22.9 TripDays are confirmed as an early generated projection

Older schedule notes and prior FE itinerary pages confirm that TripDays should exist early, even before a fully persisted read model is required.

TripDays currently serve: • public schedule rendering • route explanation • commercial framing • export readiness • later booking and hotel support surfaces

Rule

TripDays may begin as generated view models and only become persisted if operational needs justify it.

22.10 Hotel logic remains a support subsystem, not the main authority

Earlier notes and current engine work both confirm the same principle:

Hotels are a first-class support subsystem, but not the semantic core of Trips.

Current hotel modes should remain structurally possible: • included • excluded • estimate_only

This supports: • service-only trip pricing • hotel-estimate trip pricing • later manual or external hotel booking flows • later assisted hotel support links or widgets

Rule

Hotel logic must remain pluggable and optional without destabilising trip truth.

22.11 Shared trip repricing remains a real feature

The older public-trip logic and current planning both support the same commercial idea: • prices can improve as more participants join • group economics affect the per-traveller outcome • one trip may have both route truth and dynamic participation economics

Rule

Shared-trip repricing is not a side note or marketing flourish. It is a real commercial behavior that should remain compatible with canonical pricing and line-item projections.

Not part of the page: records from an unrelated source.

mod activity;
mod auto_settlers;

pub use activity::ActivitySystem;
pub use auto_settlers::{AutoSettlerReport, AutoSettlerSystem, CityWant};
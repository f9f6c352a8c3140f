use std::collections::HashMap;

use rand::{RngCore, SeedableRng};
use rand_chacha::ChaCha8Rng;

/// One deterministic ChaCha8 stream per system name, all derived from a
/// single seed. A stream's sequence depends only on the seed and the order
/// in which names are first requested.
pub struct RngManager {
    master: ChaCha8Rng,
    streams: HashMap<String, ChaCha8Rng>,
}

impl RngManager {
    pub fn new(seed: u64) -> Self {
        Self {
            master: ChaCha8Rng::seed_from_u64(seed),
            streams: HashMap::new(),
        }
    }

    pub fn stream(&mut self, name: &str) -> SystemRng<'_> {
        let master = &mut self.master;
        let entry = self
            .streams
            .entry(name.to_string())
            .or_insert_with(|| ChaCha8Rng::seed_from_u64(master.next_u64()));
        SystemRng { inner: entry }
    }
}

pub struct SystemRng<'a> {
    inner: &'a mut ChaCha8Rng,
}

impl<'a> RngCore for SystemRng<'a> {
    fn next_u32(&mut self) -> u32 {
        self.inner.next_u32()
    }

    fn next_u64(&mut self) -> u64 {
        self.inner.next_u64()
    }

    fn fill_bytes(&mut self, dest: &mut [u8]) {
        self.inner.fill_bytes(dest);
    }

    fn try_fill_bytes(&mut self, dest: &mut [u8]) -> Result<(), rand::Error> {
        self.inner.try_fill_bytes(dest)
    }
}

22.12 Standalone planner first, richer planner later

The older notes about step-based forms, stop editing, live preview, and document-side orchestration now reconcile as follows:

Current minimum truth: • standalone route-stop planner • live estimate preview • Trip + TripCities persistence • TripDays projection • Trip detail and schedule rendering

Later enrichment: • richer stop editing UX • sidebar orchestrator patterns • per-stop experiences • join flow refinement • export and offer continuation

Rule

The current planner must be sufficient as an independent commercial entrypoint before further orchestration features are layered in.

22.13 Current canonical technical direction

The following technical direction is now explicitly confirmed:

Trip planner input -> canonical TripInput mapping -> tripEngine -> TripPricingOutput -> line-item projection -> Trip detail / schedule / offer bridge / booking continuation

Supporting generated projections: • TripDays for schedule • line items for commerce • later documents and exports for external use

Rule

Trips now sit at the intersection of semantic truth, commercial projection, and public presentation, but must keep those layers distinct.

22.14 Updated implementation interpretation from historical notes

The old notes were not discarded; they now resolve into these confirmed positions: • Trips are semantic entities, not just booking records • pricing must converge into one engine • line items are the transferable commercial surface • external booking channels are projections, not truth • the document instrument is a companion route, not the only route • asset-family outputs are a later extension, not the immediate core

22.15 Updated next-phase refinement

Historical notes suggest a slightly clearer near-term sequence after current MLV progress: • Offer builder bridge from canonical trip line items • booking / payment continuation using canonical pricing outputs • hotel mode improvement and optionality • TripCityExperience integration into engine input • channel / rate profile overlays • exports and asset-family outputs

Rule

Each next phase should consume canonical trip truth and canonical pricing outputs, not rebuild them separately.